With metabolic screening, he would be able to rule out any errors in metabolism that might be congenital. With other tests he would eliminate poisoning. He could exclude illness and rule out accidental death. The likelihood of two such accidents occurring in the same way, with the same exact result, argued against that conclusion, which led him to the supposition: How can you kill children without leaving any evidence?
It was possible with drugs, but all of the toxicology tests Dr. Graham conducted were negative for drugs. He even included therapeutic drugs, because Ellen was on some mild medication. Another way was electrocution, but there were no real indications of such a cause of death. Children could also be drowned. But this was an unlikely scenario, because to attempt to conceal an intentional drowning, the parent would have had to have dried the child’s hair and redressed them in fresh clothes. It didn’t seem to be the case here.
Death by asphyxia was high on Dr. Graham’s list of possibilities. It was difficult to strangle a child without leaving a mark about the neck area, but if someone either lay on top of a child or put something over the face, called mechanical asphyxia, there might not be telltale marks.
His findings left him with one course of action. The cause of death would be withheld pending the receipt of more laboratory tests. At least for now, he would have to say that the cause of death was undetermined, based on the completed autopsy and on microscopic and toxicological examinations.
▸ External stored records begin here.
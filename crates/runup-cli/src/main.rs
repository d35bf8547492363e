use runup_core::services::bootstrap::Bootstrap;
use runup_core::services::config_loader;
use runup_core::services::launch::CommandLauncher;
use runup_core::services::manage::DjangoManage;

#[tokio::main]
async fn main() -> color_eyre::Result<()> {
    color_eyre::install()?;

    let args: Vec<String> = std::env::args().collect();
    let debug = args.iter().any(|a| a == "--debug");
    let guard = setup_logging(debug);

    let config = config_loader::from_env()?;
    tracing::info!(
        database = %config.database,
        mode = %config.run_mode(),
        "starting bootstrap"
    );

    let manage = DjangoManage::from_config(&config);
    let bootstrap = Bootstrap::new(
        config,
        manage.clone(),
        manage.clone(),
        manage,
        CommandLauncher::new(),
    );

    // The launched application stands in for this process; its exit code
    // becomes ours.
    let code = bootstrap.run().await;

    // process::exit runs no destructors; release the appender guard first so
    // buffered log lines reach the file.
    drop(guard);
    std::process::exit(code?);
}

/// Console logging on stdout; `--debug` lowers the default level and mirrors
/// everything to `.runup-debug.log` in the working directory. Returns the
/// appender guard that must stay alive for the duration of the program.
fn setup_logging(debug: bool) -> Option<tracing_appender::non_blocking::WorkerGuard> {
    use tracing_subscriber::layer::SubscriberExt;
    use tracing_subscriber::util::SubscriberInitExt;

    let filter = tracing_subscriber::EnvFilter::try_from_default_env()
        .unwrap_or_else(|_| tracing_subscriber::EnvFilter::new(if debug { "debug" } else { "info" }));

    if debug {
        let file_appender = tracing_appender::rolling::never(".", ".runup-debug.log");
        let (non_blocking, guard) = tracing_appender::non_blocking(file_appender);
        tracing_subscriber::registry()
            .with(filter)
            .with(tracing_subscriber::fmt::layer())
            .with(
                tracing_subscriber::fmt::layer()
                    .with_writer(non_blocking)
                    .with_ansi(false),
            )
            .init();
        Some(guard)
    } else {
        tracing_subscriber::fmt().with_env_filter(filter).init();
        None
    }
}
In his ten years as a medical examiner, this was an extraordinary case: multiple deaths in the same family at the hands of a mother without leaving a mark on her sons’ bodies. Based on what he could surmise, he favored the mechanical asphyxia theory. Given the circumstances, it would be a double homicide, he knew. He also realized, though, especially considering the total absence of any physical evidence, that this was not the kind of accusation lightly made against a mother.
Facts had to be gathered. Detectives had to enter the case. And, Dr. Graham decided, this was one for Joe.